EXERCISE INSTRUCTIONS: Please output the lines shown below exactly as they appear.

EXERCISE INPUTS:

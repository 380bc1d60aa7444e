//! Real-time market data over the broker's SignalR hub.
//!
//! ## [`session`]: Streaming Session
//!
//! [`StreamingSession`](session::StreamingSession) is the entry point. It
//! keeps a registry of desired subscriptions, owns one task that talks to
//! the hub, and hands every normalized record to a user callback:
//!
//! | Callback                | Record                                              |
//! |-------------------------|-----------------------------------------------------|
//! | `on_securities`         | [`Quote`](crate::types::Quote)                      |
//! | `on_options`            | [`OptionQuote`](crate::types::OptionQuote)          |
//! | `on_repos`              | [`RepoQuote`](crate::types::RepoQuote)              |
//! | `on_order_book`         | [`OrderBook`](crate::types::OrderBook)              |
//! | `on_personal_portfolio` | [`PersonalPortfolioEntry`](crate::types::PersonalPortfolioEntry) |
//! | `on_open` / `on_close`  | lifecycle notifications                             |
//! | `on_error`              | [`SessionError`](dispatcher::SessionError)          |
//!
//! ## Building blocks
//!
//! - [`registry`]: the desired-subscription set
//! - [`state`] and [`reconnect`]: connection state machine and backoff
//! - [`protocol`]: SignalR frames and group names
//! - [`normalizer`]: raw rows to typed records
//! - [`dispatcher`]: callback slots with a fault barrier
//! - [`transport`] and [`signalr`]: the connection seam and its WebSocket
//!   implementation

mod connection;
pub mod dispatcher;
pub mod normalizer;
pub mod protocol;
pub mod reconnect;
pub mod registry;
pub mod session;
pub mod signalr;
pub mod state;
pub mod transport;

pub use dispatcher::{CloseReason, ConnectionClosed, ConnectionOpened, EventCategory, SessionError};
pub use registry::Subscription;
pub use session::{SessionConfig, StreamingSession, StreamingSessionBuilder};
pub use state::ConnectionState;
pub use transport::{CommandSink, Link, PortfolioSource, Transport};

ANSWER BELOW:
repository 380bc1d60aa7444e
//! Real-time market data over the broker's SignalR hub.
//!
//! ## [`session`]: Streaming Session
//!
//! [`StreamingSession`](session::StreamingSession) is the entry point. It
//! keeps a registry of desired subscriptions, owns one task that talks to
//! the hub, and hands every normalized record to a user callback:
//!
//! | Callback                | Record                                              |
//! |-------------------------|-----------------------------------------------------|
//! | `on_securities`         | [`Quote`](crate::types::Quote)                      |
//! | `on_options`            | [`OptionQuote`](crate::types::OptionQuote)          |
//! | `on_repos`              | [`RepoQuote`](crate::types::RepoQuote)              |
//! | `on_order_book`         | [`OrderBook`](crate::types::OrderBook)              |
//! | `on_personal_portfolio` | [`PersonalPortfolioEntry`](crate::types::PersonalPortfolioEntry) |
//! | `on_open` / `on_close`  | lifecycle notifications                             |
//! | `on_error`              | [`SessionError`](dispatcher::SessionError)          |
//!
//! ## Building blocks
//!
//! - [`registry`]: the desired-subscription set
//! - [`state`] and [`reconnect`]: connection state machine and backoff
//! - [`protocol`]: SignalR frames and group names
//! - [`normalizer`]: raw rows to typed records
//! - [`dispatcher`]: callback slots with a fault barrier
//! - [`transport`] and [`signalr`]: the connection seam and its WebSocket
//!   implementation

mod connection;
pub mod dispatcher;
pub mod normalizer;
pub mod protocol;
pub mod reconnect;
pub mod registry;
pub mod session;
pub mod signalr;
pub mod state;
pub mod transport;

pub use dispatcher::{CloseReason, ConnectionClosed, ConnectionOpened, EventCategory, SessionError};
pub use registry::Subscription;
pub use session::{SessionConfig, StreamingSession, StreamingSessionBuilder};
pub use state::ConnectionState;
pub use transport::{CommandSink, Link, PortfolioSource, Transport};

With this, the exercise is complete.